§ Supplied material:

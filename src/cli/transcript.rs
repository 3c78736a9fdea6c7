//! Session transcript: mirrors prompts, input lines, and result blocks to a
//! file, in the order the user saw them.

use std::fs::File;
use std::io::{self, BufWriter, Write};
use std::path::Path;

pub struct Transcript {
    writer: BufWriter<File>,
}

impl Transcript {
    pub fn create(path: &Path) -> io::Result<Self> {
        Ok(Self {
            writer: BufWriter::new(File::create(path)?),
        })
    }

    /// Appends one block of text and flushes, so the log survives an
    /// interrupted session.
    pub fn record(&mut self, text: &str) -> io::Result<()> {
        writeln!(self.writer, "{text}")?;
        self.writer.flush()
    }
}
use exprcheck::cli;

fn main() {
    cli::run();
}
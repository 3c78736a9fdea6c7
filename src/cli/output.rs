//! Handles all user-facing output for the CLI.
//!
//! This module is responsible for the success report, colorizing section
//! headers, and generating JSON. By centralizing presentation here, the
//! recognizer stays free of any ordering or deduplication policy: it hands
//! over lexemes in first-seen order and this module sorts them
//! case-insensitively and drops exact duplicates.

use serde::Serialize;
use termcolor::{Color, ColorChoice, ColorSpec, StandardStream, WriteColor};

use crate::parser::Outcome;

// ============================================================================
// SUMMARY - presentation form of a successful parse
// ============================================================================

/// A parse outcome shaped for display: lexeme lists sorted case-insensitively
/// with exact duplicates suppressed.
#[derive(Debug, Clone, PartialEq, Eq, Serialize)]
pub struct Summary {
    pub identifiers: Vec<String>,
    pub numbers: Vec<String>,
    pub max_depth: usize,
}

impl Summary {
    pub fn from_outcome(outcome: &Outcome) -> Self {
        Self {
            identifiers: sorted_unique(&outcome.identifiers),
            numbers: sorted_unique(&outcome.numbers),
            max_depth: outcome.max_depth,
        }
    }
}

/// One checked line of a file, for the JSON report.
#[derive(Debug, Serialize)]
pub struct LineReport {
    pub line: usize,
    #[serde(flatten)]
    pub summary: Summary,
}

/// Sorts lexemes by their ASCII-lowered form and drops exact duplicates.
///
/// Exact comparison breaks ties, so duplicates always end up adjacent and
/// `dedup` removes them all; `"A"` and `"a"` both survive.
pub fn sorted_unique(lexemes: &[String]) -> Vec<String> {
    let mut sorted = lexemes.to_vec();
    sorted.sort_by(|a, b| {
        a.to_ascii_lowercase()
            .cmp(&b.to_ascii_lowercase())
            .then_with(|| a.cmp(b))
    });
    sorted.dedup();
    sorted
}

// ============================================================================
// CORE OUTPUT FUNCTIONS - User-facing CLI output utilities
// ============================================================================

const IDENT_HEADER: &str = "Identifiers:\n------------";
const NUMBER_HEADER: &str = "Numbers:\n--------";
const NESTING_HEADER: &str = "Nesting level of calls:\n-----------------------";

fn stdout_color_choice() -> ColorChoice {
    if atty::is(atty::Stream::Stdout) {
        ColorChoice::Auto
    } else {
        ColorChoice::Never
    }
}

/// Prints the success report to stdout with colored headers.
pub fn print_report(summary: &Summary) {
    let mut stdout = StandardStream::stdout(stdout_color_choice());

    let _ = stdout.set_color(ColorSpec::new().set_fg(Some(Color::Green)).set_bold(true));
    println!("The input expression is correct.");
    let _ = stdout.reset();

    if !summary.identifiers.is_empty() {
        print_header(&mut stdout, IDENT_HEADER);
        for identifier in &summary.identifiers {
            println!("{identifier}");
        }
    }

    if !summary.numbers.is_empty() {
        print_header(&mut stdout, NUMBER_HEADER);
        for number in &summary.numbers {
            println!("{number}");
        }
    }

    print_header(&mut stdout, NESTING_HEADER);
    println!("{}", summary.max_depth);
}

fn print_header(stdout: &mut StandardStream, text: &str) {
    let _ = stdout.set_color(ColorSpec::new().set_fg(Some(Color::Yellow)).set_bold(true));
    println!("{text}");
    let _ = stdout.reset();
}

/// Renders the same report uncolored, for the session transcript.
pub fn render_report(summary: &Summary) -> String {
    let mut out = String::from("The input expression is correct.\n");

    if !summary.identifiers.is_empty() {
        out.push_str(IDENT_HEADER);
        out.push('\n');
        for identifier in &summary.identifiers {
            out.push_str(identifier);
            out.push('\n');
        }
    }

    if !summary.numbers.is_empty() {
        out.push_str(NUMBER_HEADER);
        out.push('\n');
        for number in &summary.numbers {
            out.push_str(number);
            out.push('\n');
        }
    }

    out.push_str(NESTING_HEADER);
    out.push('\n');
    out.push_str(&summary.max_depth.to_string());
    out.push('\n');
    out
}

§ Task details: Of the records above, copy each line that includes "ColorSpec".

§ Exercise response:
use termcolor::{Color, ColorChoice, ColorSpec, StandardStream, WriteColor};
    let _ = stdout.set_color(ColorSpec::new().set_fg(Some(Color::Green)).set_bold(true));
    let _ = stdout.set_color(ColorSpec::new().set_fg(Some(Color::Yellow)).set_bold(true));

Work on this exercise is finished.